Mucho más grave es la conocida situación de la minoría musulmana uigur en la región autónoma de Xinjiang, poblada por 23 millones de habitantes pertenecientes a diversos grupos étnicos musulmanes vinculados con Asia central. Allí se denuncia la presunta destrucción por las autoridades de hasta 5.000 mezquitas desde 2016. Cabe reconocer que grupos extremistas uigures asumieron actos violentos en diversos lugares de China, motivando la instalación de 1.000 cámaras de reconocimiento facial de los asistentes a las mezquitas, así como la reclusión masiva en “campos de reeducación” destinados a alejarlos de sus creencias.

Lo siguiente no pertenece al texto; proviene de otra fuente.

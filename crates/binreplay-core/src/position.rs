use std::fmt;
use std::str::FromStr;

use serde::{Deserialize, Serialize};

use crate::error::Error;

/// A coordinate in the source's replication log.
///
/// Ordered by file name first, then by offset within the file. Binlog file
/// names carry a zero-padded sequence suffix, so lexical order of the file
/// name matches log order.
#[derive(Debug, Clone, PartialEq, Eq, PartialOrd, Ord, Hash, Serialize, Deserialize)]
pub struct BinlogPosition {
    /// Log file name (e.g., "mysql-bin.000042").
    pub file: String,
    /// Byte offset within the file.
    pub offset: u64,
}

impl BinlogPosition {
    pub fn new(file: impl Into<String>, offset: u64) -> Self {
        Self {
            file: file.into(),
            offset,
        }
    }
}

impl fmt::Display for BinlogPosition {
    fn fmt(&self, f: &mut fmt::Formatter<'_>) -> fmt::Result {
        write!(f, "{}:{}", self.file, self.offset)
    }
}

impl FromStr for BinlogPosition {
    type Err = Error;

    fn from_str(s: &str) -> Result<Self, Self::Err> {
        let (file, offset) = s
            .rsplit_once(':')
            .ok_or_else(|| Error::InvalidPosition(s.to_string()))?;

        if file.is_empty() {
            return Err(Error::InvalidPosition(s.to_string()));
        }

        let offset = offset
            .parse::<u64>()
            .map_err(|_| Error::InvalidPosition(s.to_string()))?;

        Ok(Self::new(file, offset))
    }
}
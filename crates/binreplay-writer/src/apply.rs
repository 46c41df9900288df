use std::sync::Arc;

use binreplay_core::{
    table_key, ChangeEvent, Dialect, Observation, Rewrites, SchemaCache, StatementAnnotator,
    TransactionBuffer,
};
use binreplay_state::CheckpointSink;
use binreplay_target::TargetDatabase;
use chrono::{DateTime, Utc};
use tokio::sync::watch;
use tracing::{debug, info, warn};

use crate::error::WriterError;
use crate::throttle::Throttler;
use crate::writer::DriftPolicy;

/// Applies the writer's in-flight batch to the target.
///
/// Owns the batch so a retry can regenerate and reapply it from scratch.
pub(crate) struct BatchApplier<T, C, R> {
    pub(crate) target: T,
    pub(crate) checkpoint: C,
    pub(crate) throttler: R,
    pub(crate) annotator: Arc<dyn StatementAnnotator>,
    pub(crate) dialect: Dialect,
    pub(crate) rewrites: Rewrites,
    pub(crate) drift_policy: DriftPolicy,
    pub(crate) schema_cache: SchemaCache,
    pub(crate) batch: Vec<ChangeEvent>,
    pub(crate) last_processed: watch::Sender<Option<DateTime<Utc>>>,
    pub(crate) applied_events: u64,
    pub(crate) applied_batches: u64,
}

impl<T, C, R> BatchApplier<T, C, R>
where
    T: TargetDatabase,
    C: CheckpointSink,
    R: Throttler,
{
    /// Write the current batch as one transaction and checkpoint it.
    ///
    /// Schema changes accepted while generating the batch are kept on a copy
    /// of the cache and only take effect once the batch is committed, so a
    /// retry sees the cache exactly as the previous batch left it.
    pub(crate) async fn write_batch(&mut self) -> Result<(), WriterError> {
        let (Some(first), Some(last)) = (self.batch.first(), self.batch.last()) else {
            return Ok(());
        };
        let first_position = first.position.clone();
        let last_position = last.position.clone();

        self.throttler.wait_until_open().await;

        let mut schema_cache = self.schema_cache.clone();
        let mut tx = TransactionBuffer::begin(self.annotator.as_ref());
        for event in &self.batch {
            let (database, table) = self.rewrites.resolve(&event.database, &event.table);

            check_schema(
                &mut schema_cache,
                &self.target,
                self.drift_policy,
                event,
                database,
                table,
            )
            .await?;

            let statement = event.to_sql(self.dialect, database, table).map_err(|source| {
                WriterError::Generation {
                    position: event.position.clone(),
                    source,
                }
            })?;
            tx.push(&statement);
        }

        let statements = self.batch.len();
        let query = tx.commit();
        let bytes = query.len();

        debug!(
            first = %first_position,
            last = %last_position,
            statements,
            bytes,
            "Applying batch"
        );

        self.target
            .execute(query)
            .await
            .map_err(|source| WriterError::Apply {
                first: first_position.clone(),
                last: last_position.clone(),
                bytes,
                source,
            })?;

        // The batch is non-empty, checked above.
        if let Some(last) = self.batch.last() {
            self.checkpoint
                .record_resumable_position(&last.resumable_position)?;
            self.last_processed.send_replace(Some(last.timestamp));
        }

        self.schema_cache = schema_cache;
        self.applied_events += self.batch.len() as u64;
        self.applied_batches += 1;

        debug!(
            first = %first_position,
            last = %last_position,
            batch_size = self.batch.len(),
            "Batch committed"
        );
        Ok(())
    }
}

/// Compare the event's schema with the cached one for its target table.
async fn check_schema<T: TargetDatabase>(
    cache: &mut SchemaCache,
    target: &T,
    policy: DriftPolicy,
    event: &ChangeEvent,
    database: &str,
    table: &str,
) -> Result<(), WriterError> {
    let key = table_key(database, table);
    let cached = match cache.observe(&key, &event.schema) {
        Observation::FirstSeen | Observation::Unchanged => return Ok(()),
        Observation::Drifted { cached } => cached,
    };

    if policy == DriftPolicy::Reload {
        let loaded = target
            .load_table_schema(database.to_string(), table.to_string())
            .await
            .map_err(|source| WriterError::SchemaReload {
                position: event.position.clone(),
                table: key.clone(),
                source,
            })?;

        match loaded {
            Some(current) if current.same_column_names(&event.schema) => {
                info!(
                    table = %key,
                    position = %event.position,
                    "Schema change confirmed by target, updating cache"
                );
                cache.replace(&key, event.schema.clone());
                return Ok(());
            }
            Some(current) => {
                warn!(table = %key, target = %current, "Target schema does not match event");
            }
            None => {
                warn!(table = %key, "Target table not found while reloading schema");
            }
        }
    }

    Err(WriterError::Drift {
        position: event.position.clone(),
        table: key,
        cached,
        observed: event.schema.clone(),
    })
}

No cabe profundizar el caso de la región autónoma del Tibet, a cuya singular situación históricopolítica se agrega la discriminación religiosa de los 7 a 10 millones de budistas, incluyendo su líder espiritual, el Dalai Lama.

 

Resulta particularmente difícil predecir si el AP constituirá una apuesta exitosa para el papa Francisco, o proveerá un eficaz mecanismo dilatorio a las autoridades de la RPC. Ambas partes cuentan en su favor que la variable temporal no restringe sus objetivos. Entretanto, cabe concurrir a la Catedral de San Ignacio en Shanghai –la más grandiosa del Oriente– y orar mientras se aprecia en versión original el Te Deum de Félix Mendelsssohn por un magnífico coro de católicos chinos, que eleva al cielo a quien crea en Dios. Por suerte, ya pude concretarlo.